別的老爺面相很容易瞧出不好相處,但正努力綻放笑臉。
其他圍坐在羅漢桌的女眷和郎君,是衛霄的嫂嫂和侄子侄女,堂弟堂妹。
衛霄有兩個嫡親兄長,他們乃駐守邊疆的大將。
蘭雲錦被女眷邀請落座。
衛霄的長嫂薛妍抓了一把邊果,放在蘭雲錦的掌心,道:“弟媳,你終於敬完茶了,吃吧。我們一會兒去祖母的堂裡用午膳,她估計要留你說上半天的話呢。”
周圍女眷齊齊的凝眸,眼神落在蘭雲錦的髮髻,雙眉,鼻子,嘴巴……
蘭雲錦經歷過幾十年這種場合,小輩們膽怯,同輩者新奇。
但現在她不是她們的祖母,也不是她們的老朋友。
蘭雲錦握著邊果,聽薛妍的口音有點熟悉,問道:“嫂嫂是哪裡人?”
薛妍吐掉邊果殼子,兩顆兔牙白淨,靦腆道:“我孃家在開封,離弟媳的孃家不老遠。”
蘭雲錦莞爾問道:“嫂嫂是哪年嫁來的長安?”
這一問難倒了薛妍,她沉吟著,說:“我識字少,不會看黃曆。我兩年懷大郎,兩年懷二郎,四年懷三娘。弟媳,你算算,是多少年了?”
蘭雲錦回道:“依嫂嫂說的年數,有八年了。”
“有八年了呀?”薛妍吃驚地張嘴,嘟囔著說:“八年只生了三個孩子,唉。”
蘭雲錦抿唇笑道:“嫂嫂喜歡小孩子?”
薛妍支支吾吾,害羞地湊近蘭雲錦,說:“以後你就明白了。”
蘭雲錦若有所思。
“弟媳,你幾時歸寧?”薛妍問,“長暘過了四月回軍營,你回洛陽起碼要半個月,這一來一回的,不夠用啊。”

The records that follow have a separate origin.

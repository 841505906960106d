use anyhow::anyhow;
use axum::{Extension, Json, extract::State, http::StatusCode, response::IntoResponse};
use axum_extra::extract::cookie::{Cookie, CookieJar};
use tokio::task;

use fintrack_types::api::{
    AccessClaims, ApiResponse, LoginData, LoginRequest, RefreshData, RefreshRequest,
    RegisterRequest,
};

use crate::error::ApiError;
use crate::session;
use crate::state::AppState;

/// Cookie names match the wire contract the frontend already speaks.
pub const ACCESS_COOKIE: &str = "accessToken";
pub const REFRESH_COOKIE: &str = "refreshToken";

pub async fn register(
    State(state): State<AppState>,
    Json(req): Json<RegisterRequest>,
) -> Result<impl IntoResponse, ApiError> {
    let user = run_blocking(move || session::register(&state.db, req)).await?;

    Ok((
        StatusCode::CREATED,
        Json(ApiResponse::new(201, user, "user registered successfully")),
    ))
}

pub async fn login(
    State(state): State<AppState>,
    jar: CookieJar,
    Json(req): Json<LoginRequest>,
) -> Result<impl IntoResponse, ApiError> {
    let (user, pair) = run_blocking(move || session::login(&state.db, &state.tokens, req)).await?;

    let jar = jar
        .add(token_cookie(ACCESS_COOKIE, pair.access_token.clone()))
        .add(token_cookie(REFRESH_COOKIE, pair.refresh_token.clone()));

    let data = LoginData {
        user,
        access_token: pair.access_token,
        refresh_token: pair.refresh_token,
    };

    Ok((jar, Json(ApiResponse::new(200, data, "user logged in successfully"))))
}

/// Refresh token comes from the cookie when present, with a JSON body
/// fallback for cookieless clients.
pub async fn refresh_token(
    State(state): State<AppState>,
    jar: CookieJar,
    body: Option<Json<RefreshRequest>>,
) -> Result<impl IntoResponse, ApiError> {
    let presented = jar
        .get(REFRESH_COOKIE)
        .map(|c| c.value().to_string())
        .or_else(|| body.and_then(|Json(req)| req.refresh_token));

    let pair = run_blocking(move || session::refresh(&state.db, &state.tokens, presented)).await?;

    let jar = jar
        .add(token_cookie(ACCESS_COOKIE, pair.access_token.clone()))
        .add(token_cookie(REFRESH_COOKIE, pair.refresh_token.clone()));

    let data = RefreshData {
        access_token: pair.access_token,
        new_refresh_token: pair.refresh_token,
    };

    Ok((jar, Json(ApiResponse::new(200, data, "access token refreshed successfully"))))
}

pub async fn logout(
    State(state): State<AppState>,
    Extension(claims): Extension<AccessClaims>,
    jar: CookieJar,
) -> Result<impl IntoResponse, ApiError> {
    run_blocking(move || session::logout(&state.db, claims.sub)).await?;

    let jar = jar
        .remove(expired_cookie(ACCESS_COOKIE))
        .remove(expired_cookie(REFRESH_COOKIE));

    Ok((jar, Json(ApiResponse::new(200, serde_json::json!({}), "user logged out"))))
}

/// Run a blocking session operation off the async runtime.
async fn run_blocking<T, F>(f: F) -> Result<T, ApiError>
where
    F: FnOnce() -> Result<T, ApiError> + Send + 'static,
    T: Send + 'static,
{
    task::spawn_blocking(f)
        .await
        .map_err(|e| ApiError::Internal(anyhow!("blocking task join error: {}", e)))?
}

fn token_cookie(name: &'static str, value: String) -> Cookie<'static> {
    Cookie::build((name, value))
        .http_only(true)
        .secure(true)
        .path("/")
        .build()
}

fn expired_cookie(name: &'static str) -> Cookie<'static> {
    // Path must match the set cookie for the removal to take effect.
    Cookie::build((name, "")).path("/").build()
}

蘭雲錦點頭,說道:“嫂嫂說得是,若耽擱夫君回軍營,不妥。”
薛妍寬慰道:“不打緊,讓長暘想個法子,看看能不能抄近路回洛陽。”
蘭雲錦遙遙看向窗外。
她來長安兩日了,阿姐嫁進國公府也半個月有餘了。
如玉蟬所說,不知阿姐在國公府過得如何。
待她歸寧,想必阿姐定來看她。
裴業此人心思深沉,蘭雲錦很是矛盾。他愛的人是阿姐,若阿姐與他漸漸情投意合,讓他發現她們交換身份的事也無不可。
然欺瞞了兩家有權有勢的父母,後果又不堪設想。
蘭雲錦思量著,一切等見了阿姐,再從長計議。